> **Problem**
Scan the entries for lines with the word "again" and copy those lines.

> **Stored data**
*** Begin section ***

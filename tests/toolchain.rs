extern crate asmvm;

use asmvm::Error;
use asmvm::utils;
use asmvm::vm::{self, State};
use asmvm::vm::instruction::decode_program;
use asmvm::vm::memory::DumpRecord;
use asmvm::vm::opcodes::*;

fn dump_text<I: IntoIterator<Item = DumpRecord>>(records: I) -> String {
    let mut output = vec![];
    vm::write_dump(records, &mut output).unwrap();
    String::from_utf8(output).unwrap()
}

#[test]
fn end_to_end() {
    let source = "LOAD_CONST 5
LOAD_CONST 0
WRITE_MEM 0
LOAD_CONST 0
READ_MEM 0
";
    let (program, log, result) = utils::test_assemble(source);

    assert_eq!(5, result.unwrap().len());
    assert_eq!(15, program.len());
    assert_eq!(6, log.lines().count());

    // value is popped first: 0 goes to address 5
    let (result, vm) = utils::test_run(program.clone());
    assert!(result.is_ok());
    assert_eq!(State::Done, vm.state());
    assert_eq!(&[0], vm.stack());
    assert_eq!("5,0\n", dump_text(vm.dump(5, 6)));

    let records = vm::execute(program, 0, 1).unwrap();
    assert_eq!("0,0\n", dump_text(records));
}

#[test]
fn store_then_load() {
    let source = "LOAD_CONST 0
LOAD_CONST 5
WRITE_MEM 0
LOAD_CONST 0
READ_MEM 0
";
    let (program, _, result) = utils::test_assemble(source);
    assert!(result.is_ok());

    let (result, vm) = utils::test_run(program);
    assert!(result.is_ok());
    assert_eq!(&[5], vm.stack());
    assert_eq!("0,5\n1,0\n", dump_text(vm.dump(0, 2)));
}

#[test]
fn shift_example() {
    let source = "LOAD_CONST 7
LOAD_CONST 20
LOAD_CONST 2
SHIFT_RIGHT 0
WRITE_MEM 0
";
    let (program, _, _) = utils::test_assemble(source);
    let records = vm::execute(program, 6, 9).unwrap();

    assert_eq!("6,0\n7,5\n8,0\n", dump_text(records));
}

#[test]
fn round_trip() {
    let source = "LOAD_CONST 100
LOAD_CONST 1
WRITE_MEM 0

LOAD_CONST 101
LOAD_CONST 2
WRITE_MEM 0
LOAD_CONST 100
LOAD_CONST 3
WRITE_MEM 0
LOAD_CONST 102
LOAD_CONST 99
READ_MEM 2
WRITE_MEM 0
";
    let (program, log, result) = utils::test_assemble(source);
    let instructions = result.unwrap();

    assert_eq!(instructions, decode_program(&program).unwrap());
    for (i, row) in log.lines().skip(1).enumerate() {
        let tag = program[i * 3];
        let mnemonic = Opcode::from_tag(tag).unwrap().mnemonic();
        assert!(row.starts_with(&format!("{},{},[", mnemonic, tag)));
    }

    let records = vm::execute(program, 100, 103).unwrap();
    assert_eq!("100,3\n101,2\n102,2\n", dump_text(records));
}

#[test]
fn disassembly_reassembles() {
    let source = "LOAD_CONST 65535\nLOAD_CONST 16\nSHIFT_RIGHT 0\n";
    let (program, _, _) = utils::test_assemble(source);

    let text = decode_program(&program)
        .unwrap()
        .iter()
        .map(|i| format!("{}\n", i))
        .collect::<String>();
    assert_eq!(source, text);

    let (again, _, _) = utils::test_assemble(&text);
    assert_eq!(program, again);
}

#[test]
fn failures() {
    let (program, _, result) = utils::test_assemble("FOO 1");
    match result {
        Err(Error::UnknownCommand { ref mnemonic, .. }) => assert_eq!("FOO", mnemonic),
        other => panic!("unexpected {:?}", other),
    }
    assert!(program.is_empty());

    let (_, _, result) = utils::test_assemble("LOAD_CONST 1 2");
    assert!(result.unwrap_err().is_invalid_operand());

    match vm::execute(vec![WRITE_MEM, 0x00, 0x00], 0, 1) {
        Err(Error::StackUnderflow { .. }) => (),
        other => panic!("unexpected {:?}", other),
    }

    match vm::execute(vec![LOAD_CONST, 0x00, 0x00, 0x00], 0, 1) {
        Err(Error::MalformedStream { length: 4 }) => (),
        other => panic!("unexpected {:?}", other),
    }

    match vm::execute(vec![0x01, 0x00, 0x00], 0, 1) {
        Err(Error::UnknownOpcode { tag: 0x01, .. }) => (),
        other => panic!("unexpected {:?}", other),
    }
}

#[test]
fn memory_default() {
    let (program, _, _) = utils::test_assemble("LOAD_CONST 1\nLOAD_CONST 2\nWRITE_MEM 0\n");

    assert_eq!("10,0\n", dump_text(vm::execute(program, 10, 11).unwrap()));
}
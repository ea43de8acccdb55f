use crate::asm;
use crate::config::*;
use crate::error::Result;
use crate::vm::VM;
use crate::vm::instruction::Instruction;
use env_logger;

macro_rules! to_hex {
   ($data:expr, Word) => {
       format!("0x{:04x}", $data)
   };
   ($data:expr) => {
       format!("0x{:02x}", $data)
   };
}

/// Hex dump of a program, one group per instruction.
pub fn data_to_hex(data: DataSlice) -> String {
    data.chunks(INSTRUCTION_SIZE)
        .map(hex::encode)
        .collect::<Vec<String>>()
        .join(" ")
}

pub fn test_assemble(source: &str) -> (Data, String, Result<Vec<Instruction>>) {
    let _ = env_logger::try_init();

    let mut program: Data = vec![];
    let mut log: Data = vec![];
    let result = asm::assemble(source, &mut program, &mut log);
    let log = String::from_utf8_lossy(&log).into_owned();

    (program, log, result)
}

pub fn test_run(program: Data) -> (Result<()>, VM) {
    let _ = env_logger::try_init();

    let mut vm = VM::new(program);
    let result = vm.run();

    (result, vm)
}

*** End section ***

> **Answer below**
    let (again, _, _) = utils::test_assemble(&text);
    assert_eq!(program, again);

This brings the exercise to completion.